Poor Things

Alasdair Gray

Bloomsbury 1992
A book review by Danny Yee © 2006 https://dannyreviews.com/
The largest part of Poor Things is Episodes from the Early Life of a Scottish Public Health Officer, the memoirs of one Archibald McCandless. This describes how he befriends the deformed Godwin Baxter in medical school, and how Baxter takes a drowned woman and replaces her brain with that of her unborn daughter. Educated by Godwin to be his companion, Bella Baxter engages to marry McCandless instead, and then elopes with the rake Duncan Wedderburn. As revealed through their letters, the innocent, inquisitive and confident Bella drives Wedderburn to madness and to God, while she furthers her education with the help of an American missionary doctor, a cynical English businessman, and a Parisian prostitute. Her return to Britain precipitates a confrontation with her first husband.

McCandless' story is followed by a letter from his widow, written after his death in 1914. She presents a rather different version of events, and an acerbic critique of his tale:

"My second husband's story positively stinks of all that was morbid in that most morbid of centuries, the nineteenth.

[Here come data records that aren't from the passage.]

//! Conditional tracing macros (zero-cost when feature disabled).
//!
//! With the `tracing` feature the macros forward to `tracing`; without it
//! they expand to nothing beyond evaluating their arguments.

/// Create an info-level span around a file or image operation.
#[cfg(feature = "tracing")]
macro_rules! trace_span {
    ($name:expr $(, $($field:tt)*)?) => {
        tracing::info_span!($name $(, $($field)*)?)
    };
}

#[cfg(not(feature = "tracing"))]
macro_rules! trace_span {
    ($name:expr $(, $($field:tt)*)?) => {
        $crate::trace::NoopSpan
    };
}

/// Emit an info-level event with key/value fields.
#[cfg(feature = "tracing")]
macro_rules! trace_event {
    ($name:expr, $($key:ident = $value:expr),+ $(,)?) => {
        tracing::info!(name: $name, $($key = $value),+)
    };
    ($name:expr) => {
        tracing::info!(name: $name)
    };
}

#[cfg(not(feature = "tracing"))]
macro_rules! trace_event {
    ($name:expr, $($key:ident = $value:expr),+ $(,)?) => {
        let _ = ($($value,)+);
    };
    ($name:expr) => {};
}

pub(crate) use trace_event;
pub(crate) use trace_span;

/// Stand-in span guard used when tracing is disabled.
#[cfg(not(feature = "tracing"))]
pub struct NoopSpan;

#[cfg(not(feature = "tracing"))]
impl NoopSpan {
    /// Returns self, mimicking `Span::entered()`.
    #[inline]
    pub fn entered(self) -> Self {
        self
    }
}
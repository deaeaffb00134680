//! Interest point records shared by the codec and the renderer.
//!
//! An [`Ipoint`] is produced by an upstream detector/descriptor stage and is
//! read-only afterwards, except for the cluster tag which a clustering pass may
//! assign later.

use crate::util::{SurfError, SurfResult};

/// Number of entries in a SURF descriptor.
pub const DESCRIPTOR_LEN: usize = 64;

/// Fixed-length appearance signature of an interest point.
pub type Descriptor = [f32; DESCRIPTOR_LEN];

/// Sign of the Laplacian response at a detection.
#[derive(Clone, Copy, Debug, PartialEq, Eq, Hash)]
pub enum Laplacian {
    /// Light blob on a dark background (code 0).
    LightOnDark,
    /// Dark blob on a light background (code 1).
    DarkOnLight,
    /// No polarity assigned (code 9).
    Unclassified,
}

impl Laplacian {
    /// Returns the integer tag used in feature files.
    pub fn code(self) -> i32 {
        match self {
            Laplacian::LightOnDark => 0,
            Laplacian::DarkOnLight => 1,
            Laplacian::Unclassified => 9,
        }
    }

    /// Parses an integer tag; only 0, 1 and 9 are valid.
    pub fn from_code(code: i32) -> Option<Self> {
        match code {
            0 => Some(Laplacian::LightOnDark),
            1 => Some(Laplacian::DarkOnLight),
            9 => Some(Laplacian::Unclassified),
            _ => None,
        }
    }
}

/// Dominant orientation of an interest point.
///
/// Upright extraction skips orientation assignment; that case is kept apart
/// from a measured angle of exactly zero radians.
#[derive(Clone, Copy, Debug, PartialEq)]
pub enum Orientation {
    /// Upright feature, no orientation assigned.
    NotComputed,
    /// Measured orientation in radians.
    Computed(f32),
}

impl Orientation {
    /// Interprets a raw angle where `0.0` marks an upright feature.
    pub fn from_radians(radians: f32) -> Self {
        if radians == 0.0 {
            Orientation::NotComputed
        } else {
            Orientation::Computed(radians)
        }
    }

    /// Returns the angle in radians, `0.0` for upright features.
    pub fn radians(self) -> f32 {
        match self {
            Orientation::NotComputed => 0.0,
            Orientation::Computed(angle) => angle,
        }
    }

    /// Returns the measured angle, if any.
    pub fn angle(self) -> Option<f32> {
        match self {
            Orientation::NotComputed => None,
            Orientation::Computed(angle) => Some(angle),
        }
    }
}

/// One detected interest point with its descriptor.
#[derive(Clone, Debug, PartialEq)]
pub struct Ipoint {
    x: f32,
    y: f32,
    scale: f32,
    orientation: Orientation,
    laplacian: Laplacian,
    descriptor: Descriptor,
    dx: f32,
    dy: f32,
    cluster_index: usize,
}

impl Ipoint {
    /// Creates a record at sub-pixel `(x, y)`.
    ///
    /// Fails unless `scale` is finite and strictly positive and the location
    /// is finite.
    pub fn new(
        x: f32,
        y: f32,
        scale: f32,
        orientation: Orientation,
        laplacian: Laplacian,
        descriptor: Descriptor,
    ) -> SurfResult<Self> {
        if !(scale.is_finite() && scale > 0.0) {
            return Err(SurfError::InvalidInput("scale must be finite and > 0"));
        }
        if !x.is_finite() || !y.is_finite() {
            return Err(SurfError::InvalidInput("location must be finite"));
        }
        Ok(Self {
            x,
            y,
            scale,
            orientation,
            laplacian,
            descriptor,
            dx: 0.0,
            dy: 0.0,
            cluster_index: 0,
        })
    }

    /// Creates a record from a descriptor slice that must hold 64 values.
    pub fn from_slice(
        x: f32,
        y: f32,
        scale: f32,
        orientation: Orientation,
        laplacian: Laplacian,
        descriptor: &[f32],
    ) -> SurfResult<Self> {
        let descriptor: Descriptor = descriptor
            .try_into()
            .map_err(|_| SurfError::InvalidInput("descriptor must hold 64 values"))?;
        Self::new(x, y, scale, orientation, laplacian, descriptor)
    }

    /// Attaches a frame-to-frame displacement used for motion tails.
    pub fn with_motion(mut self, dx: f32, dy: f32) -> Self {
        self.dx = dx;
        self.dy = dy;
        self
    }

    /// Returns the column coordinate.
    pub fn x(&self) -> f32 {
        self.x
    }

    /// Returns the row coordinate.
    pub fn y(&self) -> f32 {
        self.y
    }

    /// Returns the detection scale (sigma).
    pub fn scale(&self) -> f32 {
        self.scale
    }

    pub fn orientation(&self) -> Orientation {
        self.orientation
    }

    pub fn laplacian(&self) -> Laplacian {
        self.laplacian
    }

    pub fn descriptor(&self) -> &Descriptor {
        &self.descriptor
    }

    /// Returns the motion vector `(dx, dy)`, zero when unused.
    pub fn motion(&self) -> (f32, f32) {
        (self.dx, self.dy)
    }

    pub fn cluster_index(&self) -> usize {
        self.cluster_index
    }

    /// Assigns the cluster tag chosen by an external clustering pass.
    pub fn set_cluster_index(&mut self, index: usize) {
        self.cluster_index = index;
    }

    /// Euclidean distance between the two descriptors.
    pub fn descriptor_distance(&self, other: &Ipoint) -> f32 {
        self.descriptor
            .iter()
            .zip(other.descriptor.iter())
            .map(|(a, b)| (a - b) * (a - b))
            .sum::<f32>()
            .sqrt()
    }
}

/// A pair of interest points from two images asserted to show the same
/// physical point.
#[derive(Clone, Debug, PartialEq)]
pub struct Correspondence {
    /// Point in the first (left) image.
    pub first: Ipoint,
    /// Point in the second (right) image.
    pub second: Ipoint,
}

impl Correspondence {
    pub fn new(first: Ipoint, second: Ipoint) -> Self {
        Self { first, second }
    }
}

impl From<(Ipoint, Ipoint)> for Correspondence {
    fn from((first, second): (Ipoint, Ipoint)) -> Self {
        Self { first, second }
    }
}
//! Convenience helpers for loading images via the `image` crate.
//!
//! Available when the `image-io` feature is enabled.

use crate::image::{GrayImage, ImageView};
use crate::util::{SurfError, SurfResult};
use std::path::Path;

/// Creates a borrowed view from an 8-bit grayscale image buffer.
pub fn view_from_luma(img: &image::GrayImage) -> SurfResult<ImageView<'_, u8>> {
    let width = img.width() as usize;
    let height = img.height() as usize;
    ImageView::from_slice(img.as_raw(), width, height)
}

/// Converts any decoded image to a normalized single-channel `f32` image.
pub fn gray_from_dynamic_image(img: &image::DynamicImage) -> SurfResult<GrayImage> {
    let luma = img.to_luma8();
    GrayImage::from_u8(view_from_luma(&luma)?)
}

/// Loads an image from disk and converts it to normalized grayscale.
pub fn load_gray_image<P: AsRef<Path>>(path: P) -> SurfResult<GrayImage> {
    gray_from_dynamic_image(&open(path.as_ref())?)
}

/// Loads an image from disk as 8-bit RGB, suitable as a drawing surface.
pub fn load_rgb_image<P: AsRef<Path>>(path: P) -> SurfResult<image::RgbImage> {
    Ok(open(path.as_ref())?.to_rgb8())
}

/// Encodes an RGB image to disk; the format follows the file extension.
pub fn save_rgb_image<P: AsRef<Path>>(img: &image::RgbImage, path: P) -> SurfResult<()> {
    img.save(path).map_err(|err| SurfError::ImageIo {
        reason: err.to_string(),
    })
}

fn open(path: &Path) -> SurfResult<image::DynamicImage> {
    image::open(path).map_err(|err| SurfError::ImageIo {
        reason: err.to_string(),
    })
}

He has made a sufficiently strange story stranger still by stirring into it episodes and phrases to be found in Hogg's Suicide's Grave with additional ghouleries from the works of Mary Shelley and Edgar Allan Poe. What morbid Victorian fantasy has he NOT filched from? I find traces of The Coming Race, Dr. Jekyll and Mr. Hyde, Dracula, Trilby, Rider Haggard's She, The Case-Book of Sherlock Holmes and, alas, Alice Through the Looking-Glass; a gloomier book than the sunlit Alice in Wonderland. He has even plagiarized work by two very dear friends: G. B. Shaw's Pygmalion and the scientific romances of Herbert George Wells."

All of this is framed within a narrative of discovery, involving old records being thrown out by a legal firm, and accompanied by an introduction and "historical notes". The last and longest of these describes Bella "Victoria" Baxter's career, as an early female graduate of Edinburgh's medical school, an advocate of family planning, and a suffragette and socialist, down to her death in 1946.

Poor Things is a glorious romp. It mixes styles and sources in unrestrained pastiche. It switches amusingly between perspectives — the "historical notes" go off on amusing tangents all of their own. And it offers farce, melodrama and humour at all levels, from Gordon Baxter interpreting the plot of Hamlet as a public health problem to the use of illustrations from Gray's Anatomy.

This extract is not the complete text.